PDPM launched on Oct. 1, which has given observers ample time to see how it is taking shape. The consulting firm BKD recently found that, thus far, PDPM has not been budget-neutral compared to the last model, as it was intended to be.
In fact, the payments in PDPM have instead increased, BKD confirmed.
A previous analysis found that the average daily reimbursements had gone from $562.89 per patient day for an average SNF in the previous model to $614.96 in October, after PDPM was implemented. That was according to Zimmet Healthcare Services Group and its affiliated data service, CORE Analytics.
Before the impact was recognizable, home health stakeholders kept an eye on how SNF operators shifted their therapy strategy with PDPM looming.
The SNF industry’s three-month head start on navigating regulation-change headwinds could give home health providers additional insights on what to expect from the brand new PDGM’s rollout.
SNF executives knew PDPM’s goal of budget-neutrality wasn’t going to hold up by the turn of the year.
“The illusion of PDPM budget-neutrality is already over,” Marc Zimmet, president and CEO of consulting firm Zimmet Healthcare Services Group, told Skilled Nursing News.

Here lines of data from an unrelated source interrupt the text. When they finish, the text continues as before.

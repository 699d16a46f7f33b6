//! The built-in record catalogue.
//!
//! Shapes here cover the plugin header and a handful of common record types. Anything else
//! decodes as an opaque field list, and still round-trips exactly.

use std::sync::Arc;

use crate::error::Result;
use crate::registry::{FieldCodec, Registry, RegistryBuilder};
use crate::tag::Tag;

pub mod armo;
pub mod condition;
pub mod dial;
pub mod gmst;
pub mod tes4;
pub mod types;

pub use self::armo::{Armour, ArmourData};
pub use self::condition::{Comparison, Condition, ConditionField};
pub use self::dial::DialogueTopic;
pub use self::gmst::GameSetting;
pub use self::tes4::{Master, PluginHeader, PluginInfo};
pub use self::types::{AlternateTexture, AlternateTextures, BodyTemplate, Bounds, FormId};

/// Editor id, shared by most record types.
pub const EDID: Tag = Tag::new(*b"EDID");
/// Condition field.
pub const CTDA: Tag = Tag::new(*b"CTDA");

/// Record types that carry conditions but have no shape of their own.
const CONDITIONED: [Tag; 4] = [
    Tag::new(*b"INFO"),
    Tag::new(*b"PACK"),
    Tag::new(*b"PERK"),
    Tag::new(*b"QUST"),
];

/// Add the built-in shapes and field decoders to a builder.
pub fn register(builder: RegistryBuilder) -> RegistryBuilder {
    let builder = builder
        .record::<PluginHeader>()
        .record::<GameSetting>()
        .record::<DialogueTopic>()
        .record::<Armour>();
    CONDITIONED.iter().fold(builder, |builder, record| {
        builder
            .field_decoder(*record, EDID, FieldCodec::of::<String>())
            .field_decoder(*record, CTDA, FieldCodec::of::<Condition>())
    })
}

impl Registry {
    /// A shared registry holding the built-in catalogue.
    pub fn standard() -> Result<Arc<Registry>> {
        Ok(Arc::new(register(Registry::builder()).build()?))
    }
}
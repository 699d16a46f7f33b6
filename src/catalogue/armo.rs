//! Armour (`ARMO`).

use serde::{Deserialize, Serialize};

use super::types::{AlternateTextures, BodyTemplate, Bounds, FormId};
use super::EDID;
use crate::field::RawData;
use crate::registry::{FieldMap, RecordShape};
use crate::tag::Tag;

pub mod tags {
    use crate::tag::Tag;

    pub const VMAD: Tag = Tag::new(*b"VMAD");
    pub const OBND: Tag = Tag::new(*b"OBND");
    pub const FULL: Tag = Tag::new(*b"FULL");
    pub const EITM: Tag = Tag::new(*b"EITM");
    pub const EAMT: Tag = Tag::new(*b"EAMT");
    pub const MOD2: Tag = Tag::new(*b"MOD2");
    pub const MO2T: Tag = Tag::new(*b"MO2T");
    pub const MO2S: Tag = Tag::new(*b"MO2S");
    pub const ICON: Tag = Tag::new(*b"ICON");
    pub const MICO: Tag = Tag::new(*b"MICO");
    pub const MOD4: Tag = Tag::new(*b"MOD4");
    pub const MO4T: Tag = Tag::new(*b"MO4T");
    pub const MO4S: Tag = Tag::new(*b"MO4S");
    pub const ICO2: Tag = Tag::new(*b"ICO2");
    pub const MIC2: Tag = Tag::new(*b"MIC2");
    pub const BOD2: Tag = Tag::new(*b"BOD2");
    pub const YNAM: Tag = Tag::new(*b"YNAM");
    pub const ZNAM: Tag = Tag::new(*b"ZNAM");
    pub const ETYP: Tag = Tag::new(*b"ETYP");
    pub const BIDS: Tag = Tag::new(*b"BIDS");
    pub const BAMT: Tag = Tag::new(*b"BAMT");
    pub const RNAM: Tag = Tag::new(*b"RNAM");
    pub const KSIZ: Tag = Tag::new(*b"KSIZ");
    pub const KWDA: Tag = Tag::new(*b"KWDA");
    pub const DESC: Tag = Tag::new(*b"DESC");
    pub const MODL: Tag = Tag::new(*b"MODL");
    pub const DATA: Tag = Tag::new(*b"DATA");
    pub const DNAM: Tag = Tag::new(*b"DNAM");
    pub const TNAM: Tag = Tag::new(*b"TNAM");
}

use tags::*;

/// `DATA`: base value in gold and weight.
#[derive(Clone, Copy, Debug, Default, PartialEq, Serialize, Deserialize)]
pub struct ArmourData {
    pub value: u32,
    pub weight: f32,
}

#[derive(Clone, Debug, Default, PartialEq, Serialize, Deserialize)]
pub struct Armour {
    pub editor_id: String,
    #[serde(default, skip_serializing_if = "Option::is_none")]
    pub scripts: Option<RawData>,
    pub bounds: Bounds,
    #[serde(default, skip_serializing_if = "Option::is_none")]
    pub full_name: Option<String>,
    #[serde(default, skip_serializing_if = "Option::is_none")]
    pub enchantment: Option<FormId>,
    #[serde(default, skip_serializing_if = "Option::is_none")]
    pub enchantment_amount: Option<u16>,
    #[serde(default, skip_serializing_if = "Option::is_none")]
    pub male_model: Option<String>,
    #[serde(default, skip_serializing_if = "Option::is_none")]
    pub male_model_data: Option<RawData>,
    #[serde(default, skip_serializing_if = "Option::is_none")]
    pub male_textures: Option<AlternateTextures>,
    #[serde(default, skip_serializing_if = "Option::is_none")]
    pub male_inventory_image: Option<String>,
    #[serde(default, skip_serializing_if = "Option::is_none")]
    pub male_message_image: Option<String>,
    #[serde(default, skip_serializing_if = "Option::is_none")]
    pub female_model: Option<String>,
    #[serde(default, skip_serializing_if = "Option::is_none")]
    pub female_model_data: Option<RawData>,
    #[serde(default, skip_serializing_if = "Option::is_none")]
    pub female_textures: Option<AlternateTextures>,
    #[serde(default, skip_serializing_if = "Option::is_none")]
    pub female_inventory_image: Option<String>,
    #[serde(default, skip_serializing_if = "Option::is_none")]
    pub female_message_image: Option<String>,
    #[serde(default, skip_serializing_if = "Option::is_none")]
    pub body_template: Option<BodyTemplate>,
    #[serde(default, skip_serializing_if = "Option::is_none")]
    pub pickup_sound: Option<FormId>,
    #[serde(default, skip_serializing_if = "Option::is_none")]
    pub drop_sound: Option<FormId>,
    #[serde(default, skip_serializing_if = "Option::is_none")]
    pub equip_type: Option<FormId>,
    #[serde(default, skip_serializing_if = "Option::is_none")]
    pub bash_impact: Option<FormId>,
    #[serde(default, skip_serializing_if = "Option::is_none")]
    pub alternate_block_material: Option<FormId>,
    #[serde(default, skip_serializing_if = "Option::is_none")]
    pub race: Option<FormId>,
    #[serde(default, skip_serializing_if = "Option::is_none")]
    pub keyword_count: Option<u32>,
    #[serde(default, skip_serializing_if = "Option::is_none")]
    pub keywords: Option<Vec<FormId>>,
    #[serde(default, skip_serializing_if = "Option::is_none")]
    pub description: Option<String>,
    /// Armature (`ARMA`) records, one field each.
    #[serde(default, skip_serializing_if = "Vec::is_empty")]
    pub armatures: Vec<FormId>,
    pub data: ArmourData,
    pub armour_rating: u32,
    #[serde(default, skip_serializing_if = "Option::is_none")]
    pub template: Option<FormId>,
}

impl RecordShape for Armour {
    const TAG: Tag = Tag::new(*b"ARMO");
    const NAME: &'static str = "Armour";

    fn field_map() -> FieldMap {
        FieldMap::new(Self::TAG)
            .field::<String>("editor_id", EDID)
            .untyped("scripts", VMAD)
            .field::<Bounds>("bounds", OBND)
            .field::<String>("full_name", FULL)
            .field::<FormId>("enchantment", EITM)
            .field::<u16>("enchantment_amount", EAMT)
            .field::<String>("male_model", MOD2)
            .untyped("male_model_data", MO2T)
            .field::<AlternateTextures>("male_textures", MO2S)
            .field::<String>("male_inventory_image", ICON)
            .field::<String>("male_message_image", MICO)
            .field::<String>("female_model", MOD4)
            .untyped("female_model_data", MO4T)
            .field::<AlternateTextures>("female_textures", MO4S)
            .field::<String>("female_inventory_image", ICO2)
            .field::<String>("female_message_image", MIC2)
            .field::<BodyTemplate>("body_template", BOD2)
            .field::<FormId>("pickup_sound", YNAM)
            .field::<FormId>("drop_sound", ZNAM)
            .field::<FormId>("equip_type", ETYP)
            .field::<FormId>("bash_impact", BIDS)
            .field::<FormId>("alternate_block_material", BAMT)
            .field::<FormId>("race", RNAM)
            .field::<u32>("keyword_count", KSIZ)
            .field::<Vec<FormId>>("keywords", KWDA)
            .field::<String>("description", DESC)
            .repeated::<FormId>("armatures", MODL)
            .field::<ArmourData>("data", DATA)
            .field::<u32>("armour_rating", DNAM)
            .field::<FormId>("template", TNAM)
    }

    fn editor_id(&self) -> Option<&str> {
        Some(&self.editor_id)
    }
}

#[cfg(test)]
pub(crate) mod test {
    use super::*;
    use crate::decode::read_fields;
    use crate::field::write_field;
    use crate::header::RecordHeader;
    use crate::reader::FieldSetReader;
    use crate::writer::to_payload;
    use serde_json::json;

    /// Payload of a small armour record, with fields in the order the game writes them.
    pub(crate) fn iron_helmet() -> Vec<u8> {
        let mut out = Vec::new();
        let mut obnd = Vec::new();
        for v in [-10i16, -12, 0, 10, 12, 24] {
            obnd.extend_from_slice(&v.to_le_bytes());
        }
        let mut mo2s = 1u32.to_le_bytes().to_vec();
        mo2s.extend_from_slice(&[
            0x04, 0x00, 0x00, 0x00, b'H', b'e', b'l', b'm', 0x01, 0x02, 0x03, 0x04, 0x02, 0x00,
            0x00, 0x00,
        ]);
        let mut data = 60u32.to_le_bytes().to_vec();
        data.extend_from_slice(&5f32.to_le_bytes());
        let mut bod2 = 0x0000_0003u32.to_le_bytes().to_vec();
        bod2.extend_from_slice(&1u32.to_le_bytes());
        let mut kwda = 0x0006_BBD7u32.to_le_bytes().to_vec();
        kwda.extend_from_slice(&0x0006_C0ECu32.to_le_bytes());

        write_field(&mut out, EDID, b"ArmorIronHelmet\0").unwrap();
        write_field(&mut out, OBND, &obnd).unwrap();
        write_field(&mut out, FULL, b"Iron Helmet\0").unwrap();
        write_field(&mut out, MOD2, b"Armor\\Iron\\Helmet.nif\0").unwrap();
        write_field(&mut out, MO2T, &[1, 2, 3, 4, 5]).unwrap();
        write_field(&mut out, MO2S, &mo2s).unwrap();
        write_field(&mut out, BOD2, &bod2).unwrap();
        write_field(&mut out, YNAM, &0x0003_C7F0u32.to_le_bytes()).unwrap();
        write_field(&mut out, ZNAM, &0x0003_C7F1u32.to_le_bytes()).unwrap();
        write_field(&mut out, RNAM, &0x0000_0019u32.to_le_bytes()).unwrap();
        write_field(&mut out, KSIZ, &2u32.to_le_bytes()).unwrap();
        write_field(&mut out, KWDA, &kwda).unwrap();
        write_field(&mut out, MODL, &0x0001_2E4Du32.to_le_bytes()).unwrap();
        write_field(&mut out, MODL, &0x0001_2E4Eu32.to_le_bytes()).unwrap();
        write_field(&mut out, DATA, &data).unwrap();
        write_field(&mut out, DNAM, &1500u32.to_le_bytes()).unwrap();
        out
    }

    #[test]
    fn decode_and_encode() {
        let map = Armour::field_map();
        let header = RecordHeader::new(Armour::TAG);
        let payload = iron_helmet();
        let mut issues = Vec::new();
        let fields = read_fields(&header, &payload, Some(&map), &mut issues).unwrap();
        assert!(issues.is_empty(), "{:?}", issues);
        let armour = Armour::deserialize(FieldSetReader::new(&header, &fields, &map)).unwrap();
        assert_eq!(armour.editor_id, "ArmorIronHelmet");
        assert_eq!(armour.full_name.as_deref(), Some("Iron Helmet"));
        assert_eq!(armour.bounds.z2, 24);
        assert_eq!(armour.armatures, vec![FormId(0x0001_2E4D), FormId(0x0001_2E4E)]);
        assert_eq!(armour.data.value, 60);
        assert_eq!(armour.armour_rating, 1500);
        assert_eq!(armour.template, None);
        let textures = armour.male_textures.as_ref().unwrap();
        assert_eq!(textures.textures[0].name, "Helm");
        assert_eq!(textures.textures[0].index, 2);
        assert_eq!(to_payload(&map, &armour).unwrap(), payload);
    }

    #[test]
    fn structured_form() {
        let map = Armour::field_map();
        let header = RecordHeader::new(Armour::TAG);
        let payload = iron_helmet();
        let fields = read_fields(&header, &payload, Some(&map), &mut Vec::new()).unwrap();
        let armour = Armour::deserialize(FieldSetReader::new(&header, &fields, &map)).unwrap();
        let json = serde_json::to_value(&armour).unwrap();
        assert_eq!(json["data"], json!({"value": 60, "weight": 5.0}));
        assert_eq!(json["keywords"], json!(["0x0006BBD7", "0x0006C0EC"]));
        assert_eq!(json["male_model_data"], json!("AQIDBAU="));
        assert_eq!(
            json["male_textures"],
            json!({"textures": [{"name": "Helm", "texture": "0x04030201", "index": 2}]})
        );
        assert!(json.get("female_model").is_none());
        let back: Armour = serde_json::from_value(json).unwrap();
        assert_eq!(to_payload(&map, &back).unwrap(), payload);
    }

    #[test]
    fn missing_required_field() {
        let map = Armour::field_map();
        let header = RecordHeader::new(Armour::TAG);
        let mut payload = Vec::new();
        write_field(&mut payload, EDID, b"Nothing\0").unwrap();
        let fields = read_fields(&header, &payload, Some(&map), &mut Vec::new()).unwrap();
        assert!(Armour::deserialize(FieldSetReader::new(&header, &fields, &map)).is_err());
    }
}
impl<T: RecordShape> Shape for T {
    fn tag(&self) -> Tag {
        T::TAG
    }

    fn editor_id(&self) -> Option<&str> {
        RecordShape::editor_id(self)
    }

    fn encode(&self, map: &FieldMap) -> Result<Vec<u8>> {
        crate::writer::to_payload(map, self)
    }

    fn to_structured(&self) -> Result<serde_json::Value> {
        crate::field::to_structured(self)
    }

    fn clone_box(&self) -> Box<dyn Shape> {
        Box::new(self.clone())
    }

    fn as_any(&self) -> &dyn Any {
        self
    }

    fn as_any_mut(&mut self) -> &mut dyn Any {
        self
    }
}

impl Clone for Box<dyn Shape> {
    fn clone(&self) -> Self {
        self.clone_box()
    }
}

type DecodeFn = fn(&RecordHeader, &DecodedFields, &FieldMap) -> Result<Box<dyn Shape>>;
type FromStructuredFn = fn(serde_json::Value) -> Result<Box<dyn Shape>>;

/// Constructors for one record shape, resolved by tag.
#[derive(Clone, Copy)]
pub struct ShapeDescriptor {
    tag: Tag,
    name: &'static str,
    decode: DecodeFn,
    from_structured: FromStructuredFn,
}

impl ShapeDescriptor {
    pub fn of<T: RecordShape>() -> Self {
        Self {
            tag: T::TAG,
            name: T::NAME,
            decode: decode_shape::<T>,
            from_structured: shape_from_structured::<T>,
        }
    }

    pub fn tag(&self) -> Tag {
        self.tag
    }

    pub fn name(&self) -> &'static str {
        self.name
    }

    /// Build the shape from a record's decoded fields.
    pub fn decode(
        &self,
        header: &RecordHeader,
        fields: &DecodedFields,
        map: &FieldMap,
    ) -> Result<Box<dyn Shape>> {
        (self.decode)(header, fields, map)
    }

    /// Build the shape from its structured document.
    pub fn from_structured(&self, value: serde_json::Value) -> Result<Box<dyn Shape>> {
        (self.from_structured)(value)
    }
}

impl fmt::Debug for ShapeDescriptor {
    fn fmt(&self, f: &mut fmt::Formatter) -> fmt::Result {
        write!(f, "ShapeDescriptor({} => {})", self.tag, self.name)
    }
}

fn decode_shape<T: RecordShape>(
    header: &RecordHeader,
    fields: &DecodedFields,
    map: &FieldMap,
) -> Result<Box<dyn Shape>> {
    let reader = FieldSetReader::new(header, fields, map);
    Ok(Box::new(T::deserialize(reader)?))
}

fn shape_from_structured<T: RecordShape>(value: serde_json::Value) -> Result<Box<dyn Shape>> {
    Ok(Box::new(serde_json::from_value::<T>(value)?))
}

/// Frozen lookup tables of record shapes and field maps.
#[derive(Clone, Debug, Default)]
pub struct Registry {
    shapes: HashMap<Tag, ShapeDescriptor>,
    field_maps: HashMap<Tag, FieldMap>,
}

impl Registry {
    pub fn builder() -> RegistryBuilder {
        RegistryBuilder::default()
    }

    /// A registry that knows no shapes: every record decodes as opaque.
    pub fn empty() -> Self {
        Self::default()
    }

    /// The shape registered for `tag`, or `None` for records to keep opaque.
    pub fn record_shape(&self, tag: Tag) -> Option<&ShapeDescriptor> {
        self.shapes.get(&tag)
    }

    /// The field map of a registered shape.
    pub fn field_map(&self, tag: Tag) -> Result<&FieldMap> {
        self.field_maps.get(&tag).ok_or(Error::MissingFieldMap(tag))
    }

    /// The field map for `tag`, if one exists. Field maps may exist for records with no shape,
    /// giving their fields typed values even though the record itself stays opaque.
    pub fn fields_for(&self, tag: Tag) -> Option<&FieldMap> {
        self.field_maps.get(&tag)
    }

    pub fn shapes(&self) -> impl Iterator<Item = &ShapeDescriptor> {
        self.shapes.values()
    }
}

BKD experts echoed those sentiments.
“Keep in mind that this new reimbursement system was intended to be budget-neutral while just shifting the focus from where we’ve been focused on the therapy volume to the patient’s condition,” BKD partner Camille Lockhart said on a webinar Wednesday. “However, we are seeing in this first quarter that generally everyone that we’ve looked at has an overall increase on their average reimbursement, based on their respective billing.”
In the webinar, which included a panel of BKD’s experts, they also answered questions on how therapy utilization has changed. Although BKD’s modeling suggests that it wouldn’t be hard for therapy-intensive organizations to eventually implement a 25% reduction in therapist hours, it’s still a tad early to draw any concrete conclusions.
Because the design of PDPM is so similar to PDGM, the early payment rises could be indicative of what home health care providers will experience within the next few months. Many SNF operators, however, are already bracing for the correction from CMS to bring the payments back down.
“We should enjoy the largesse while it lasts, but prepare for the inevitable correction long before 2020’s back-to-school sales are over,” Zimmet said.
If the budget stays neutral, as it’s meant to, the idea is to have as many winners as there are losers under PDGM. But if the PDPM payments have differed this much from the previous model, then it’s possible payments in PDGM won’t mirror those made under the Prospective Payment System (PPS) — at least at first.